Check it out—a 100% Lakota website!

Woihanble, screen cap, 2016.03.20
Woihanble, screen cap, 2016.03.20

Woihanble—translated: “Dream”—translates articles from the Lakota Country Times and produces some of its own original content. Site creators Matthew Rama and Peter Hill also operate a Lakota-immersion day care on Pine Ridge. Rama and Hill’s efforts are part of the Lakota Language Initiative sponsored by the Thunder Valley Community Development Corporation.
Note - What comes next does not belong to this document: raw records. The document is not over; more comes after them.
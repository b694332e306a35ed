use thiserror::Error;

/// Core error types for resource content and identifiers
#[derive(Debug, Error)]
pub enum CoreError {
    #[error("Invalid resource type: {0}")]
    InvalidResourceType(String),

    #[error("Invalid resource ID: {0}")]
    InvalidId(String),

    #[error("Invalid shard ID: {0}")]
    InvalidShardId(String),

    #[error("Invalid resource data: {message}")]
    InvalidResource { message: String },

    #[error("JSON serialization error: {0}")]
    JsonError(#[from] serde_json::Error),
}

impl CoreError {
    /// Create a new InvalidResourceType error
    pub fn invalid_resource_type(resource_type: impl Into<String>) -> Self {
        Self::InvalidResourceType(resource_type.into())
    }

    /// Create a new InvalidId error
    pub fn invalid_id(id: impl Into<String>) -> Self {
        Self::InvalidId(id.into())
    }

    pub fn invalid_shard_id(id: impl Into<String>) -> Self {
        Self::InvalidShardId(id.into())
    }

    /// Create a new InvalidResource error
    pub fn invalid_resource(message: impl Into<String>) -> Self {
        Self::InvalidResource {
            message: message.into(),
        }
    }

    /// Check if this error was caused by caller-supplied data
    pub fn is_client_error(&self) -> bool {
        !matches!(self, Self::JsonError(_))
    }

    /// Get error category for logging
    pub fn category(&self) -> ErrorCategory {
        match self {
            Self::InvalidResourceType(_)
            | Self::InvalidId(_)
            | Self::InvalidShardId(_)
            | Self::InvalidResource { .. } => ErrorCategory::Validation,
            Self::JsonError(_) => ErrorCategory::Serialization,
        }
    }
}

/// Error categories for monitoring and classification
#[derive(Debug, Clone, Copy, PartialEq, Eq)]
pub enum ErrorCategory {
    Validation,
    Serialization,
}

impl std::fmt::Display for ErrorCategory {
    fn fmt(&self, f: &mut std::fmt::Formatter<'_>) -> std::fmt::Result {
        match self {
            Self::Validation => write!(f, "validation"),
            Self::Serialization => write!(f, "serialization"),
        }
    }
}

/// Convenience result type for core operations
pub type Result<T> = std::result::Result<T, CoreError>;
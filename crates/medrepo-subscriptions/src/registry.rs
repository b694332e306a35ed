//! In-memory registry of active subscriptions.

use std::sync::Arc;

use dashmap::DashMap;
use medrepo_core::ChangeEvent;
use medrepo_search::SearchIndexRow;

use crate::types::ActiveSubscription;

/// Active subscriptions keyed by id.
///
/// Ids are lineage ids of `Subscription` resources; a tenant's ids never
/// collide with another's because ids are generated globally.
#[derive(Debug, Default)]
pub struct SubscriptionRegistry {
    subscriptions: DashMap<String, Arc<ActiveSubscription>>,
}

impl SubscriptionRegistry {
    pub fn new() -> Self {
        Self::default()
    }

    /// Inserts or replaces a subscription, keeping its event counter.
    pub fn upsert(&self, subscription: ActiveSubscription) -> Arc<ActiveSubscription> {
        let subscription = match self.subscriptions.get(&subscription.id) {
            Some(previous) => subscription.continue_from(&previous),
            None => subscription,
        };
        let subscription = Arc::new(subscription);
        self.subscriptions
            .insert(subscription.id.clone(), subscription.clone());
        tracing::debug!(
            subscription_id = %subscription.id,
            tenant = %subscription.tenant,
            criteria = %subscription.criteria_text,
            "Subscription registered"
        );
        subscription
    }

    pub fn remove(&self, id: &str) -> Option<Arc<ActiveSubscription>> {
        let removed = self.subscriptions.remove(id).map(|(_, sub)| sub);
        if removed.is_some() {
            tracing::debug!(subscription_id = id, "Subscription unregistered");
        }
        removed
    }

    pub fn get(&self, id: &str) -> Option<Arc<ActiveSubscription>> {
        self.subscriptions.get(id).map(|entry| entry.clone())
    }

    /// Subscriptions whose tenant, type and criteria match the event.
    pub fn matching(
        &self,
        event: &ChangeEvent,
        rows: &[SearchIndexRow],
    ) -> Vec<Arc<ActiveSubscription>> {
        let mut matched: Vec<_> = self
            .subscriptions
            .iter()
            .filter(|entry| entry.matches(event, rows))
            .map(|entry| entry.clone())
            .collect();
        // stable fan-out order keeps per-session ordering independent of shard layout
        matched.sort_by(|a, b| a.id.cmp(&b.id));
        matched
    }

    pub fn len(&self) -> usize {
        self.subscriptions.len()
    }

    pub fn is_empty(&self) -> bool {
        self.subscriptions.is_empty()
    }
}

#[cfg(test)]
mod tests {
    use super::*;
    use medrepo_core::{ChangeKind, ShardId};
    use medrepo_search::SearchIndexer;
    use serde_json::json;

    fn sub(id: &str, tenant: &str, criteria: &str) -> ActiveSubscription {
        ActiveSubscription::from_resource(
            tenant,
            &json!({
                "id": id,
                "status": "active",
                "criteria": criteria,
                "channel": {"type": "websocket"}
            }),
        )
        .unwrap()
        .unwrap()
    }

    #[test]
    fn test_registry_upsert_and_remove() {
        let registry = SubscriptionRegistry::new();
        assert!(registry.is_empty());

        let first = registry.upsert(sub("s1", "acme", "Patient"));
        first.next_event_number();
        let replaced = registry.upsert(sub("s1", "acme", "Patient?gender=male"));
        assert_eq!(registry.len(), 1);
        assert_eq!(replaced.events_since_start(), 1);
        assert_eq!(registry.get("s1").unwrap().criteria_text, "Patient?gender=male");

        assert!(registry.remove("s1").is_some());
        assert!(registry.remove("s1").is_none());
        assert!(registry.get("s1").is_none());
    }

    #[test]
    fn test_registry_matching() {
        let registry = SubscriptionRegistry::new();
        registry.upsert(sub("b", "acme", "Patient?gender=male"));
        registry.upsert(sub("a", "acme", "Patient"));
        registry.upsert(sub("c", "acme", "Patient?gender=female"));
        registry.upsert(sub("d", "globex", "Patient"));
        registry.upsert(sub("e", "acme", "Observation"));

        let content = json!({"resourceType": "Patient", "gender": "male"});
        let rows = SearchIndexer::new().index("Patient", "p1", 1, &content);
        let event = ChangeEvent::new(ChangeKind::Created, ShardId::global(), "Patient", "p1", 1)
            .with_tenant(Some("acme".into()))
            .with_resource(Some(content));

        let ids: Vec<_> = registry
            .matching(&event, &rows)
            .iter()
            .map(|s| s.id.clone())
            .collect();
        assert_eq!(ids, vec!["a", "b"]);
    }
}
use std::env;

use medrepo_server::ServerBuilder;
use medrepo_server::config::loader::{DEFAULT_CONFIG_FILE, load_config};

/// How the configuration path was determined.
#[derive(Debug, Clone, Copy)]
enum ConfigSource {
    /// From --config CLI argument
    CliArgument,
    /// From MEDREPO_CONFIG environment variable
    EnvironmentVariable,
    /// Default path (medrepo.toml), optional
    Default,
}

impl std::fmt::Display for ConfigSource {
    fn fmt(&self, f: &mut std::fmt::Formatter<'_>) -> std::fmt::Result {
        match self {
            Self::CliArgument => write!(f, "CLI argument (--config)"),
            Self::EnvironmentVariable => write!(f, "environment variable (MEDREPO_CONFIG)"),
            Self::Default => write!(f, "default"),
        }
    }
}

#[tokio::main]
async fn main() {
    // Load .env file if present (before anything else)
    if let Err(e) = dotenvy::dotenv()
        && !matches!(e, dotenvy::Error::Io(ref io_err) if io_err.kind() == std::io::ErrorKind::NotFound)
    {
        eprintln!("Warning: Failed to load .env file: {e}");
    }

    medrepo_server::observability::init_tracing();

    let (config_path, source) = resolve_config_path();
    let explicit = match source {
        ConfigSource::Default => None,
        _ => Some(config_path.as_str()),
    };
    let cfg = match load_config(explicit) {
        Ok(c) => c,
        Err(e) => {
            eprintln!("Configuration error: {e}");
            std::process::exit(2);
        }
    };

    tracing::info!(
        path = %config_path,
        source = %source,
        backend = ?cfg.storage.backend,
        "Configuration loaded"
    );
    medrepo_server::observability::apply_logging_level(&cfg.logging.level);

    let server = match ServerBuilder::new().with_config(cfg).build().await {
        Ok(s) => s,
        Err(e) => {
            eprintln!("Server initialization failed: {e:#}");
            std::process::exit(2);
        }
    };

    if let Err(err) = server.run().await {
        eprintln!("Server error: {err}");
        std::process::exit(1);
    }
}

/// Resolve the configuration file path.
///
/// Priority order:
/// 1. CLI argument: --config <path>
/// 2. Environment variable: MEDREPO_CONFIG
/// 3. Default: medrepo.toml
fn resolve_config_path() -> (String, ConfigSource) {
    let mut args = env::args().skip(1);
    while let Some(arg) = args.next() {
        if arg == "--config"
            && let Some(path) = args.next()
        {
            return (path, ConfigSource::CliArgument);
        }
    }

    if let Ok(path) = env::var("MEDREPO_CONFIG")
        && !path.is_empty()
    {
        return (path, ConfigSource::EnvironmentVariable);
    }

    (DEFAULT_CONFIG_FILE.to_string(), ConfigSource::Default)
}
I feel some kinship to Woihanble (I’d say, mitakuye oyasin, but Francis White Bird says that would make me a mistranslating cultural thief), as they are building a news website for a small market:

The Lakota people say their language originated from the creation of the tribe, long before Europeans came to North America. But the number of speakers has shrunk through the decades, falling to 6,000 by the early 2000s and to just 2,000 as of last year. Those remaining have an average age approaching 70 [Regina Garcia Cano, “In Effort to Preserve Language, Website Posts News in Lakota,” AP, 2016.03.18].

Interest in reading about South Dakota politics online has grown since I jumped into the blogosphere; let’s hope the same holds true for interest in reading Lakota online now that Woihanble is offering that opportunity.

5 Comments

  1. mike from iowa 2016-03-20 17:32

    Out of curiosity, are Francis White Bird and Ann-erica White Bird related?
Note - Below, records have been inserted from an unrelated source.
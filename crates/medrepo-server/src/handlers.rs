//! REST handlers over the resource repository.

use std::time::SystemTime;

use axum::{
    Json,
    extract::{Path, RawQuery, Request, State},
    http::{HeaderMap, HeaderName, HeaderValue, StatusCode, header},
    response::{IntoResponse, Response},
};
use medrepo_core::TenantContext;
use medrepo_search::SearchQuery;
use medrepo_storage::StoredResource;
use serde::Deserialize;
use serde_json::{Value, json};
use tracing::debug;

use crate::error::{ApiError, ApiResult, FHIR_JSON};
use crate::server::AppState;
use crate::websocket;

/// Header carrying the caller's tenant.
pub const TENANT_HEADER: &str = "x-tenant-id";

const HISTORY: &str = "_history";
const EVENTS: &str = "$events";
const REFRESH_TOKEN: &str = "$refresh-token";

/// Tenant of the request; no header means the platform itself.
pub fn tenant_context(headers: &HeaderMap) -> TenantContext {
    match headers
        .get(TENANT_HEADER)
        .and_then(|v| v.to_str().ok())
        .map(str::trim)
    {
        Some(tenant) if !tenant.is_empty() => TenantContext::tenant(tenant),
        _ => TenantContext::system(),
    }
}

pub fn etag(version_id: u64) -> String {
    format!("W/\"{version_id}\"")
}

/// Parses `W/"3"`, `"3"` or `3`.
pub fn parse_if_match(raw: &str) -> Option<u64> {
    let raw = raw.trim();
    let raw = raw.strip_prefix("W/").unwrap_or(raw);
    raw.trim_matches('"').parse().ok()
}

fn fhir_json(status: StatusCode, body: &Value) -> Response {
    let bytes = serde_json::to_vec(body).unwrap_or_else(|_| b"{}".to_vec());
    (
        status,
        [(header::CONTENT_TYPE, HeaderValue::from_static(FHIR_JSON))],
        bytes,
    )
        .into_response()
}

fn header_value(value: &str) -> Option<HeaderValue> {
    HeaderValue::from_str(value).ok()
}

fn version_headers(stored: &StoredResource) -> Vec<(HeaderName, HeaderValue)> {
    let mut headers = Vec::new();
    if let Some(v) = header_value(&etag(stored.version_id)) {
        headers.push((header::ETAG, v));
    }
    let modified = httpdate::fmt_http_date(SystemTime::from(stored.last_updated));
    if let Some(v) = header_value(&modified) {
        headers.push((header::LAST_MODIFIED, v));
    }
    headers
}

fn version_location(stored: &StoredResource) -> String {
    format!(
        "/fhir/{}/{}/{HISTORY}/{}",
        stored.resource_type, stored.id, stored.version_id
    )
}

fn resource_response(status: StatusCode, stored: &StoredResource, location: bool) -> Response {
    let mut response = fhir_json(status, &stored.content);
    let headers = response.headers_mut();
    for (name, value) in version_headers(stored) {
        headers.insert(name, value);
    }
    if location && let Some(v) = header_value(&version_location(stored)) {
        headers.insert(header::LOCATION, v);
    }
    response
}

pub async fn root() -> impl IntoResponse {
    let body = json!({
        "service": "Medrepo",
        "status": "ok",
        "version": env!("CARGO_PKG_VERSION"),
    });
    (StatusCode::OK, Json(body))
}

/// Shard states plus live session count.
pub async fn healthz(State(state): State<AppState>) -> impl IntoResponse {
    let latest = state.services.activator.latest_version();
    let shards: Vec<Value> = state
        .services
        .board
        .snapshot()
        .into_iter()
        .map(|(shard, s)| json!({"shard": shard.as_str(), "state": s.to_string()}))
        .collect();
    let ready = state
        .services
        .board
        .snapshot()
        .iter()
        .all(|(_, s)| *s == medrepo_storage::ShardState::AtVersion(latest));
    let body = json!({
        "status": if ready { "ok" } else { "degraded" },
        "schemaVersion": latest,
        "shards": shards,
        "sessions": state.services.dispatcher.session_count(),
    });
    (StatusCode::OK, Json(body))
}

// ---- CRUD ----

pub async fn create_resource(
    State(state): State<AppState>,
    Path(resource_type): Path<String>,
    headers: HeaderMap,
    Json(payload): Json<Value>,
) -> ApiResult<Response> {
    let ctx = tenant_context(&headers);
    let stored = state
        .services
        .repository
        .create(&ctx, &resource_type, payload)
        .await?;
    Ok(resource_response(StatusCode::CREATED, &stored, true))
}

pub async fn read_resource(
    State(state): State<AppState>,
    Path((resource_type, id)): Path<(String, String)>,
    headers: HeaderMap,
) -> ApiResult<Response> {
    let ctx = tenant_context(&headers);
    let stored = state
        .services
        .repository
        .read(&ctx, &resource_type, &id)
        .await?;
    Ok(resource_response(StatusCode::OK, &stored, false))
}

pub async fn update_resource(
    State(state): State<AppState>,
    Path((resource_type, id)): Path<(String, String)>,
    headers: HeaderMap,
    Json(payload): Json<Value>,
) -> ApiResult<Response> {
    let ctx = tenant_context(&headers);
    let raw = headers
        .get(header::IF_MATCH)
        .and_then(|v| v.to_str().ok())
        .ok_or_else(|| ApiError::PreconditionRequired("If-Match header is required".into()))?;
    let expected = parse_if_match(raw)
        .ok_or_else(|| ApiError::bad_request(format!("invalid If-Match value '{raw}'")))?;

    if let Some(body_id) = payload.get("id").and_then(Value::as_str)
        && body_id != id
    {
        return Err(ApiError::bad_request(format!(
            "resource id '{body_id}' does not match '{id}'"
        )));
    }

    let stored = state
        .services
        .repository
        .update(&ctx, &resource_type, &id, expected, payload)
        .await?;
    Ok(resource_response(StatusCode::OK, &stored, true))
}

pub async fn delete_resource(
    State(state): State<AppState>,
    Path((resource_type, id)): Path<(String, String)>,
    headers: HeaderMap,
) -> ApiResult<Response> {
    let ctx = tenant_context(&headers);
    let tombstone = state
        .services
        .repository
        .delete(&ctx, &resource_type, &id)
        .await?;
    let mut response = StatusCode::NO_CONTENT.into_response();
    if let Some(v) = header_value(&etag(tombstone.version_id)) {
        response.headers_mut().insert(header::ETAG, v);
    }
    Ok(response)
}

// ---- history ----

/// `GET /fhir/{type}/{id}/{operation}`: `_history` or the `$events` socket.
pub async fn instance_operation(
    State(state): State<AppState>,
    Path((resource_type, id, operation)): Path<(String, String, String)>,
    request: Request,
) -> ApiResult<Response> {
    match operation.as_str() {
        HISTORY => history(&state, &resource_type, &id, request.headers()).await,
        EVENTS if resource_type == "Subscription" => {
            websocket::subscription_events(state, id, request).await
        }
        _ => Err(ApiError::not_found(format!(
            "unknown operation {resource_type}/{id}/{operation}"
        ))),
    }
}

async fn history(
    state: &AppState,
    resource_type: &str,
    id: &str,
    headers: &HeaderMap,
) -> ApiResult<Response> {
    let ctx = tenant_context(headers);
    let history = state
        .services
        .repository
        .history(&ctx, resource_type, id)
        .await?;
    let versions = history.collect().await?;

    let entries: Vec<Value> = versions.iter().map(history_entry).collect();
    let bundle = json!({
        "resourceType": "Bundle",
        "type": "history",
        "total": entries.len(),
        "entry": entries,
    });
    Ok(fhir_json(StatusCode::OK, &bundle))
}

fn history_entry(stored: &StoredResource) -> Value {
    let url = format!("{}/{}", stored.resource_type, stored.id);
    if stored.deleted {
        json!({
            "fullUrl": url,
            "request": {"method": "DELETE", "url": url},
            "response": {"status": "204", "etag": etag(stored.version_id)},
        })
    } else {
        let method = if stored.version_id == 1 { "POST" } else { "PUT" };
        json!({
            "fullUrl": url,
            "resource": stored.content,
            "request": {"method": method, "url": url},
            "response": {"status": "200", "etag": etag(stored.version_id)},
        })
    }
}

/// `GET /fhir/{type}/{id}/_history/{vid}`
pub async fn read_version(
    State(state): State<AppState>,
    Path((resource_type, id, operation, version)): Path<(String, String, String, String)>,
    headers: HeaderMap,
) -> ApiResult<Response> {
    if operation != HISTORY {
        return Err(ApiError::not_found(format!(
            "unknown operation {resource_type}/{id}/{operation}"
        )));
    }
    let version_id: u64 = version
        .parse()
        .map_err(|_| ApiError::bad_request(format!("invalid version id '{version}'")))?;
    let ctx = tenant_context(&headers);
    let stored = state
        .services
        .repository
        .read_version(&ctx, &resource_type, &id, version_id)
        .await?;
    if stored.deleted {
        return Err(ApiError::Gone(format!(
            "{resource_type}/{id} was deleted at version {version_id}"
        )));
    }
    Ok(resource_response(StatusCode::OK, &stored, false))
}

// ---- search ----

pub async fn search_resource(
    State(state): State<AppState>,
    Path(resource_type): Path<String>,
    RawQuery(raw): RawQuery,
    headers: HeaderMap,
) -> ApiResult<Response> {
    let ctx = tenant_context(&headers);
    let pairs = url::form_urlencoded::parse(raw.as_deref().unwrap_or("").as_bytes())
        .map(|(k, v)| (k.into_owned(), v.into_owned()));
    let mut query = SearchQuery::from_pairs(&resource_type, pairs)?;

    let settings = &state.search;
    let count = query
        .count
        .unwrap_or(settings.default_count)
        .min(settings.max_count);
    query.count = Some(count);

    let found = state.services.repository.search(&ctx, &query).await?;
    debug!(resource_type = %resource_type, matches = found.len(), "Search executed");

    let entries: Vec<Value> = found
        .iter()
        .map(|stored| {
            json!({
                "fullUrl": format!("{}/{}", stored.resource_type, stored.id),
                "resource": stored.content,
                "search": {"mode": "match"},
            })
        })
        .collect();
    let bundle = json!({
        "resourceType": "Bundle",
        "type": "searchset",
        "total": entries.len(),
        "entry": entries,
    });
    Ok(fhir_json(StatusCode::OK, &bundle))
}

// ---- type-level operations ----

#[derive(Debug, Deserialize)]
pub struct RefreshTokenRequest {
    pub token: String,
}

/// `POST /fhir/{type}/{operation}`; only `Subscription/$refresh-token`.
pub async fn type_operation(
    State(state): State<AppState>,
    Path((resource_type, operation)): Path<(String, String)>,
    Json(body): Json<RefreshTokenRequest>,
) -> ApiResult<Response> {
    if resource_type != "Subscription" || operation != REFRESH_TOKEN {
        return Err(ApiError::not_found(format!(
            "unknown operation {resource_type}/{operation}"
        )));
    }
    let token = state.services.dispatcher.refresh_token(&body.token).await?;
    Ok((StatusCode::OK, Json(token)).into_response())
}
  2. grudznick 2016-03-20 17:44

    I, for one, look forward to reading Mr. White Birds bloggings. Let us all not be cultural thieves.
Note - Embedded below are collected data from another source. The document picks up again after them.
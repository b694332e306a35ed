// Tracing initialization with a configurable and reloadable log level.
use std::sync::OnceLock;
use tracing_subscriber::{EnvFilter, fmt, prelude::*, reload};

static LOG_RELOAD_HANDLE: OnceLock<reload::Handle<EnvFilter, tracing_subscriber::Registry>> =
    OnceLock::new();

pub fn init_tracing() {
    init_tracing_with_level("info");
}

pub fn init_tracing_with_level(level: &str) {
    // Prefer RUST_LOG from env, otherwise use provided level string.
    let base_filter = std::env::var("RUST_LOG")
        .ok()
        .and_then(|_| EnvFilter::try_from_default_env().ok())
        .unwrap_or_else(|| EnvFilter::new(level));

    let (reload_layer, handle) = reload::Layer::new(base_filter);
    let _ = LOG_RELOAD_HANDLE.set(handle);

    let _ = tracing_subscriber::registry()
        .with(reload_layer)
        .with(fmt::layer())
        .try_init();
}

/// Applies the configured level unless `RUST_LOG` is set.
pub fn apply_logging_level(level: &str) {
    if std::env::var_os("RUST_LOG").is_some() {
        return;
    }
    if let Some(handle) = LOG_RELOAD_HANDLE.get() {
        let _ = handle.modify(|f| {
            *f = EnvFilter::new(level);
        });
    }
}
//! Embedded migration steps.
//!
//! To add a step: add the SQL file under `migrations/`, a step function below,
//! and an entry at the end of [`POSTGRES_STEPS`]. Published steps are never
//! edited or reordered.

use futures_util::future::BoxFuture;
use medrepo_storage::{MigrationError, MigrationStep, StepKind};
use sqlx_core::executor::Executor;
use sqlx_core::raw_sql::raw_sql;
use sqlx_postgres::PgConnection;
use tracing::debug;

async fn apply(
    conn: &mut PgConnection,
    version: u32,
    name: &'static str,
    sql: &'static str,
) -> Result<(), MigrationError> {
    let result = (&mut *conn)
        .execute(raw_sql(sql))
        .await
        .map_err(|e| MigrationError::step(version, name, e))?;
    debug!(version, name, rows = result.rows_affected(), "Applied migration SQL");
    Ok(())
}

fn create_resource_tables(conn: &mut PgConnection) -> BoxFuture<'_, Result<(), MigrationError>> {
    Box::pin(apply(
        conn,
        1,
        "create_resource_tables",
        include_str!("../../migrations/0001_create_resource_tables.sql"),
    ))
}

fn create_search_index(conn: &mut PgConnection) -> BoxFuture<'_, Result<(), MigrationError>> {
    Box::pin(apply(
        conn,
        2,
        "create_search_index",
        include_str!("../../migrations/0002_create_search_index.sql"),
    ))
}

fn add_current_last_updated(conn: &mut PgConnection) -> BoxFuture<'_, Result<(), MigrationError>> {
    Box::pin(apply(
        conn,
        3,
        "add_current_last_updated",
        include_str!("../../migrations/0003_add_current_last_updated.sql"),
    ))
}

fn backfill_current_last_updated(
    conn: &mut PgConnection,
) -> BoxFuture<'_, Result<(), MigrationError>> {
    Box::pin(apply(
        conn,
        4,
        "backfill_current_last_updated",
        include_str!("../../migrations/0004_backfill_current_last_updated.sql"),
    ))
}

/// The PostgreSQL engine's migration table.
pub static POSTGRES_STEPS: &[MigrationStep<PgConnection>] = &[
    MigrationStep {
        version: 1,
        name: "create_resource_tables",
        kind: StepKind::Schema,
        run: create_resource_tables,
    },
    MigrationStep {
        version: 2,
        name: "create_search_index",
        kind: StepKind::Schema,
        run: create_search_index,
    },
    MigrationStep {
        version: 3,
        name: "add_current_last_updated",
        kind: StepKind::Schema,
        run: add_current_last_updated,
    },
    MigrationStep {
        version: 4,
        name: "backfill_current_last_updated",
        kind: StepKind::Data,
        run: backfill_current_last_updated,
    },
];
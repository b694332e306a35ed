//! PostgreSQL write transaction.
//!
//! Wraps one sqlx transaction on a shard pool. Lineage locks taken through
//! [`EngineTransaction::lock_lineage`] are transaction-scoped and released on
//! commit, rollback or drop.

use async_trait::async_trait;
use medrepo_core::ShardId;
use medrepo_search::SearchIndexRow;
use medrepo_storage::{EngineTransaction, StorageError, StorageResult, StoredResource};
use sqlx_postgres::PgTransaction;
use tracing::debug;

use crate::queries;

/// PostgreSQL transaction wrapper bound to one shard.
///
/// The transaction automatically rolls back on drop if not explicitly
/// committed.
pub struct PostgresTransaction {
    shard: ShardId,
    tx: PgTransaction<'static>,
}

impl PostgresTransaction {
    pub fn new(shard: ShardId, tx: PgTransaction<'static>) -> Self {
        Self { shard, tx }
    }
}

#[async_trait]
impl EngineTransaction for PostgresTransaction {
    async fn lock_lineage(
        &mut self,
        resource_type: &str,
        id: &str,
    ) -> StorageResult<Option<StoredResource>> {
        let current =
            queries::crud::lock_current(&mut self.tx, self.shard.as_str(), resource_type, id)
                .await?;
        Ok(current)
    }

    async fn insert_version(&mut self, resource: &StoredResource) -> StorageResult<()> {
        queries::crud::insert_version(&mut self.tx, resource).await?;
        Ok(())
    }

    async fn replace_index_rows(
        &mut self,
        resource_type: &str,
        id: &str,
        rows: &[SearchIndexRow],
    ) -> StorageResult<()> {
        queries::index::replace_index_rows(&mut self.tx, resource_type, id, rows).await?;
        Ok(())
    }

    async fn commit(self: Box<Self>) -> StorageResult<()> {
        let Self { shard, tx } = *self;
        tx.commit().await.map_err(|e| {
            StorageError::transaction_error(format!("Failed to commit transaction: {e}"))
        })?;
        debug!(shard = %shard, "Transaction committed");
        Ok(())
    }

    async fn rollback(self: Box<Self>) -> StorageResult<()> {
        let Self { shard, tx } = *self;
        tx.rollback().await.map_err(|e| {
            StorageError::transaction_error(format!("Failed to rollback transaction: {e}"))
        })?;
        debug!(shard = %shard, "Transaction rolled back");
        Ok(())
    }
}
  3. Mark Winegar 2016-03-20 18:02

    News in the Lakota language is a great idea. If people have something to read in Lakota perhaps they will learn and retain it.

  4. caheidelberger Post author | 2016-03-21 07:28

    Good question, Mike! I don’t know, but I’ll look around….

  5. Roger Elgersma 2016-03-21 18:17

    Wonderful.

Comments are closed.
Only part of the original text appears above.